According to the U.S. Department of Energy, the United States has more blackouts than any other developed nation. They occur due to weather, auto collisions, animals, vandalism, human error, system overload, flood, fire and other events.

Power outage insurance claims

Fortunately, most outages are resolved rather quickly -- less than an hour, on average, nationwide. However, outages tend to last longer in some states than others. If you live in a state likely to have outages lasting longer than two hours, make sure you have sufficient home insurance for power outages, or a back-up power source such as a gas generator.

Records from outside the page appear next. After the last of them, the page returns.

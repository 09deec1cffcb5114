#![forbid(unsafe_code)]

//! Bulk retrieval of per-video metadata.
//!
//! The Data API accepts up to fifty ids per `videos.list` call, so ids are
//! fetched in consecutive batches. Missing facets or fields fall back to
//! defaults instead of failing; videos the API no longer returns (deleted or
//! made private since enumeration) simply have no entry in the result.

use std::collections::HashMap;

use log::{debug, info};
use serde::Deserialize;

use crate::api::{ApiTransport, DataApi};
use crate::error::Result;

pub const BATCH_SIZE: usize = 50;
pub const UNKNOWN_TITLE: &str = "Unknown Title";
const METADATA_PARTS: &str = "snippet,contentDetails,statistics";

/// Descriptive fields rendered into each transcript document.
///
/// Counts stay strings because that is how the API reports them.
#[derive(Debug, Clone, PartialEq, Eq)]
pub struct VideoMetadata {
    pub title: String,
    pub description: String,
    pub published_at: String,
    pub channel_title: String,
    /// ISO-8601 duration such as `PT1H2M3S`.
    pub duration: String,
    pub view_count: String,
    pub like_count: String,
}

impl Default for VideoMetadata {
    fn default() -> Self {
        Self {
            title: UNKNOWN_TITLE.to_owned(),
            description: String::new(),
            published_at: String::new(),
            channel_title: String::new(),
            duration: String::new(),
            view_count: "0".to_owned(),
            like_count: "0".to_owned(),
        }
    }
}

pub type MetadataMap = HashMap<String, VideoMetadata>;

#[derive(Debug, Deserialize)]
struct VideoListResponse {
    #[serde(default)]
    items: Vec<VideoItem>,
}

#[derive(Debug, Deserialize)]
#[serde(rename_all = "camelCase")]
struct VideoItem {
    #[serde(default)]
    id: String,
    #[serde(default)]
    snippet: Snippet,
    #[serde(default)]
    content_details: ContentDetails,
    #[serde(default)]
    statistics: Statistics,
}

#[derive(Debug, Default, Deserialize)]
#[serde(rename_all = "camelCase")]
struct Snippet {
    title: Option<String>,
    description: Option<String>,
    published_at: Option<String>,
    channel_title: Option<String>,
}

#[derive(Debug, Default, Deserialize)]
struct ContentDetails {
    duration: Option<String>,
}

#[derive(Debug, Default, Deserialize)]
#[serde(rename_all = "camelCase")]
struct Statistics {
    view_count: Option<String>,
    like_count: Option<String>,
}

impl From<VideoItem> for VideoMetadata {
    fn from(item: VideoItem) -> Self {
        let defaults = VideoMetadata::default();
        Self {
            title: item.snippet.title.unwrap_or(defaults.title),
            description: item.snippet.description.unwrap_or(defaults.description),
            published_at: item.snippet.published_at.unwrap_or(defaults.published_at),
            channel_title: item.snippet.channel_title.unwrap_or(defaults.channel_title),
            duration: item.content_details.duration.unwrap_or(defaults.duration),
            view_count: item.statistics.view_count.unwrap_or(defaults.view_count),
            like_count: item.statistics.like_count.unwrap_or(defaults.like_count),
        }
    }
}

impl<T: ApiTransport> DataApi<T> {
    /// Fetches metadata for `video_ids`, one request per batch of
    /// [`BATCH_SIZE`]. A failed batch aborts the whole fetch.
    pub fn fetch_metadata(&self, video_ids: &[String]) -> Result<MetadataMap> {
        let mut metadata = MetadataMap::with_capacity(video_ids.len());

        for (index, batch) in video_ids.chunks(BATCH_SIZE).enumerate() {
            let ids = batch.join(",");
            debug!("metadata batch {} ({} ids)", index + 1, batch.len());

            let response: VideoListResponse =
                self.get_as("videos", &[("part", METADATA_PARTS), ("id", ids.as_str())])?;

            for item in response.items {
                if item.id.is_empty() {
                    continue;
                }
                let video_id = item.id.clone();
                metadata.insert(video_id, VideoMetadata::from(item));
            }
        }

        info!(
            "Retrieved metadata for {} of {} videos",
            metadata.len(),
            video_ids.len()
        );
        Ok(metadata)
    }
}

Top 10 States with Longest Average Power Outages

State

Average Duration (Minutes)

Number of Outages (2015)

Wyoming

1,515

4

Virginia

124

106

Georgia

113

51

Kentucky

98

44

Oregon

91

77

Arizona

89

70

Vermont

84

15

Maryland

82

57

South Dakota

82

21

Wisconsin

80

58

Power outage: food spoilage insurance

Americans enjoy the largest refrigerators in the world, with an average of 17.5 cubic feet of storage -- enough to spoil hundreds of dollars' worth of food in a single power outage.

The United States Department of Agriculture (USDA) says meat, poultry, fish and eggs should be discarded after two hours at 40 degrees Fahrenheit, while most other foods should be OK for about four hours.

If you lose a freezer full of pricey steaks when your power is out, will your homeowners insurance cover the cost? Probably. However, insurance coverage for power outage losses can vary among providers. Your reimbursement for food lost in a power outage depends on your actual coverage. Consider these factors:

  • Your loss may not be covered if the outage is widespread and did not originate on your property.food spoilage
  • If your insurer does cover off-premises loss of power, the cause of the outage must be covered under your policy -- for example, you might have coverage if the outage was caused by a wind storm, but not if the cause was a flood.
  • If your insurer excludes damages from an off-premises power loss, you can buy a special endorsement for food spoilage caused by any power outage. It's not commonly purchased, but it's inexpensive, between $15 and $50 per year.
  • Your coverage may be subject to your personal property deductible, typically between $500 and $2,500. This can be lower than your deductible for other types of losses, or even waived altogether. Filing a claim, however, could increase your future premiums.
  • Coverage that's included with your homeowners policy is typically limited to $250 or $500 per occurrence. It often isn't worth filing a claim for relatively small amounts, unless the food spoilage is just part of a larger claim for the same event. Filing more than one homeowners insurance claim within 10 years can cause your premiums to increase or result in your policy being canceled.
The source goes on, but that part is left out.